Nel suo celebre “Nemesi Medica” Ivan Illich stigmatizzava lo strapotere medico fino a denunciare come l’eccessiva invasività della medicina contemporanea finisca essa stessa per pregiudicare la salute di chi pretenderebbe di curare.

E l’attuale epidemia di Covid-19 era di là da venire, il libro fu scritto infatti nel lontanissimo 1976. Le belle pagine di Illich mi sono venute in mente più volte in questi ultimi due anni, sollecitate sia dai provvedimenti governativi, sia da fatti di cronaca. Ormai il motto popolare “quel che conta è la salute” si è trasformato nel sommo principio costituzionale che “prima viene la salute”, e in nome della Salute è lecito calpestare tutti gli altri diritti: lavoro, cibo, libertà, movimento, istruzione e perfino la vita stessa.

Quando una Caritas appende un cartello con su scritto

“Per ritirare cibo e vestiario è necessaria la vaccinazione anti-covid”,

vuol dire che si ritiene possibile lasciar morire di fame e di freddo chi non ha ubbidito a un diktat governativo e sanitario, pur non avendo disubbidito ad alcuna legge.

Quando il governo decide che se non hai il green pass non hai più diritto al reddito di cittadinanza o non puoi lavorare, condanna all’indigenza e alla disperazione milioni di persone che come unica colpa hanno quella di diffidare di vaccini che ritengono poco sicuri.

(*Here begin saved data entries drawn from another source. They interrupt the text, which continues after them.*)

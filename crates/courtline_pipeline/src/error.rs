//! Pipeline error taxonomy.
//!
//! Only configuration problems, a missing critical upstream in normal
//! season, and a wholly unreachable destination abort a run. Everything
//! per-entity converts to a typed `ProcessOutcome` at the work-unit
//! boundary and never propagates here.

use courtline_db::DbError;
use thiserror::Error;

pub type Result<T> = std::result::Result<T, PipelineError>;

#[derive(Error, Debug)]
pub enum PipelineError {
    /// Missing or invalid run parameter. Fatal, detected before work.
    #[error("configuration error: {0}")]
    Configuration(String),

    /// A critical upstream source is missing or stale. Fatal in normal
    /// season; bootstrap runs degrade to placeholder mode instead.
    #[error("critical upstream unavailable: {source_name}")]
    UpstreamUnavailable { source_name: String },

    /// Storage failure outside the per-entity path.
    #[error(transparent)]
    Db(#[from] DbError),

    /// The write destination was wholly unreachable.
    #[error("write failure: {0}")]
    Write(String),
}

impl PipelineError {
    pub fn configuration(msg: impl Into<String>) -> Self {
        Self::Configuration(msg.into())
    }
}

Quando invece di provvedere a rendere le scuole italiane più dignitose e agibili, trovando spazi meno angusti per le aule e dotandole di impianti efficienti di areazione, si sceglie di ammorbare la vita scolastica con provvedimenti astrusi e farraginosi e si raccomanda in pieno inverno di fare lezione con le finestre spalancate, allora vuol dire che il diritto all’istruzione è decisamente compromesso, per non parlare del discriminatorio provvedimento di riservare la dad solo agli studenti non vaccinati.

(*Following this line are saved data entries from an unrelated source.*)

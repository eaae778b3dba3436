//! Chain access seam
//!
//! The transaction core talks to the chain through [`ChainInteractor`]; the
//! production implementation in [`rpc`] wraps HTTP JSON-RPC providers with
//! failover.

pub mod rpc;

pub use rpc::RpcChainInteractor;

use crate::error::RelayResult;

use async_trait::async_trait;
use ethers::types::transaction::eip2718::TypedTransaction;
use ethers::types::{Address, Bytes, Transaction, H256, U256};

/// Which transaction count to ask the chain for.
#[derive(Debug, Clone, Copy, PartialEq, Eq)]
pub enum CountTag {
    /// Only mined transactions.
    Latest,
    /// Mined plus mempool.
    Pending,
}

/// Chain-wide options every raw transaction carries.
#[derive(Debug, Clone, Copy)]
pub struct RawTxOptions {
    pub chain_id: u64,
}

/// Everything the transaction core needs from the chain.
#[async_trait]
pub trait ChainInteractor: Send + Sync {
    /// Current network gas price in wei.
    async fn gas_price(&self) -> RelayResult<U256>;

    /// Outgoing transaction count for `addr`.
    async fn transaction_count(&self, addr: Address, tag: CountTag) -> RelayResult<u64>;

    /// Submit signed RLP bytes; returns the hash the node computed.
    async fn broadcast_raw_transaction(&self, raw: Bytes) -> RelayResult<H256>;

    /// Look up a transaction by hash. `None` if the node does not know it.
    async fn transaction(&self, hash: H256) -> RelayResult<Option<Transaction>>;

    /// Gas estimate for `call`.
    async fn estimate_gas(&self, call: &TypedTransaction) -> RelayResult<U256>;

    /// Current head block number.
    async fn block_number(&self) -> RelayResult<u64>;

    /// Options stamped onto every raw transaction.
    fn raw_tx_options(&self) -> RawTxOptions;
}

Quando tutte le risorse del ministero vengono indirizzate su una singola malattia, contagiosa, seria, ma con un indice di mortalità basso, e si riduce invece l’impegno negli altri settori medici oppure quando si rinuncia in una situazione del genere al lavoro di medici e infermieri che non si sono vaccinati, allora viene da chiedersi: ma che difesa della nostra salute è mai questa?

Hanno volutamente spaccato il Paese, forzato le regole e la Costituzione ( è ora di ripristinare la democrazia in Italia, ha scritto il Guardian), creato una guerra di religione sui vaccini che ha impedito una lucida e seria discussione sulle strategie migliori da adottare. Il Ministro, il CTS, l’ISS si sono autoproclamati la Scienza, il Verbo e chi dubita o non si adegua non merita nemmeno una risposta. Ecco allora indicare i non vaccinati come i responsabili di ogni male, additarli al pubblico ludibrio, esposti sulla gogna mediatica. E se in Francia Macron si propone di ”emmerder” i non vaccinati, da noi c’è anche chi, come il dott. Mario Riccio propone che “se mancano i posti letto non curiamo più i no vax” perché “di Covid muore soltanto chi vuole”, e così abbiamo anche seppellito il povero Ippocrate e pure l’intelligenza visto che subito si è accodato a ribadirlo l’ineffabile Bersani.

E quando accade che al Pronto soccorso di Sassari il medico si rifiuta di visitare una donna incinta perché non ha il tampone molecolare e questa arrivata al parcheggio avrà un aborto spontaneo, ci chiediamo che fine abbia fatto la deontologia professionale. Eppure i vaccinati si contagiano e contagiano, per Crisanti anzi il vero problema sono loro. Ma è una strategia consueta quella di addossare le proprie responsabilità e i continui fallimenti a un capro espiatorio, a un untore, e qui è sempre Illich a spiegarci:

“Quando tutta una società si organizza in funzione di una caccia preventiva alle malattie, la diagnosi assume allora i caratteri di una epidemia. Questo strumento, trionfo della cultura terapeutica, tramuta l’indipendenza della normale persona sana in una forma intollerabile di devianza”,

e cosa sono oggi i non vaccinati se non gli untori, gli emarginati dalla vita sociale e civile, contro cui incarognirsi con freddo cinismo?